* What is being asked
Set down the lines of the data exactly, starting at the first and stopping after the line containing "use gatesync_upstream::Client;".

* Information shown
_ _ _ _

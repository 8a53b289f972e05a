use async_trait::async_trait;
use tracing::{debug, instrument};

use gatesync_core::{
    Annotations, ConnectorResult, Entitlement, Grant, Page, PaginationToken, Resource, ResourceId,
    ResourceType,
};
use gatesync_upstream::Client;

use super::{ResourceSyncer, ensure_user_principal};
use crate::mappers::database_resource;
use crate::resource_types::DATABASE;
use crate::session::SyncSession;

#[derive(Debug, Clone)]
pub struct DatabaseSyncer {
    client: Client,
}

impl DatabaseSyncer {
    pub fn new(client: Client) -> Self {
        Self { client }
    }
}

#[async_trait]
impl ResourceSyncer for DatabaseSyncer {
    fn resource_type(&self) -> ResourceType {
        DATABASE
    }

    #[instrument(skip_all, fields(session = %session.id()))]
    async fn list(
        &self,
        session: &SyncSession,
        _parent: Option<&ResourceId>,
        _token: &PaginationToken,
    ) -> ConnectorResult<Page<Resource>> {
        let dbs = self.client.list_databases().await?;
        let resources = dbs
            .iter()
            .map(database_resource)
            .collect::<Result<Vec<_>, _>>()?;
        Ok(Page::last(resources))
    }

    async fn grant(
        &self,
        _session: &SyncSession,
        principal: &Resource,
        entitlement: &Entitlement,
    ) -> ConnectorResult<Annotations> {
        ensure_user_principal(&principal.id)?;
        debug!(principal = %principal.id, entitlement = %entitlement.id, "database grants are not provisioned");
        Ok(Annotations::new())
    }

    async fn revoke(&self, _session: &SyncSession, grant: &Grant) -> ConnectorResult<Annotations> {
        ensure_user_principal(&grant.principal)?;
        debug!(grant = %grant.id, "database revokes are not provisioned");
        Ok(Annotations::new())
    }
}

#[cfg(test)]
mod tests {
    use super::*;
    use std::sync::Arc;

    use gatesync_upstream::InMemoryTransport;

    #[tokio::test]
    async fn lists_databases() {
        let transport = InMemoryTransport::new().with_database("orders", "postgres");
        let syncer = DatabaseSyncer::new(Client::from_transport(Arc::new(transport), "proxy:443"));
        let session = SyncSession::new();

        let page = syncer
            .list(&session, None, &PaginationToken::start())
            .await
            .unwrap();
        assert_eq!(page.items.len(), 1);
        assert!(page.items[0].id.is_type("database"));

        let grants = syncer
            .grants(&session, &page.items[0], &PaginationToken::start())
            .await
            .unwrap();
        assert!(grants.items.is_empty());
    }
}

_ _ _ _

* Exercise output
repository 8a53b289f972e05a
use async_trait::async_trait;
use tracing::{debug, instrument};

use gatesync_core::{
    Annotations, ConnectorResult, Entitlement, Grant, Page, PaginationToken, Resource, ResourceId,
    ResourceType,
};
use gatesync_upstream::Client;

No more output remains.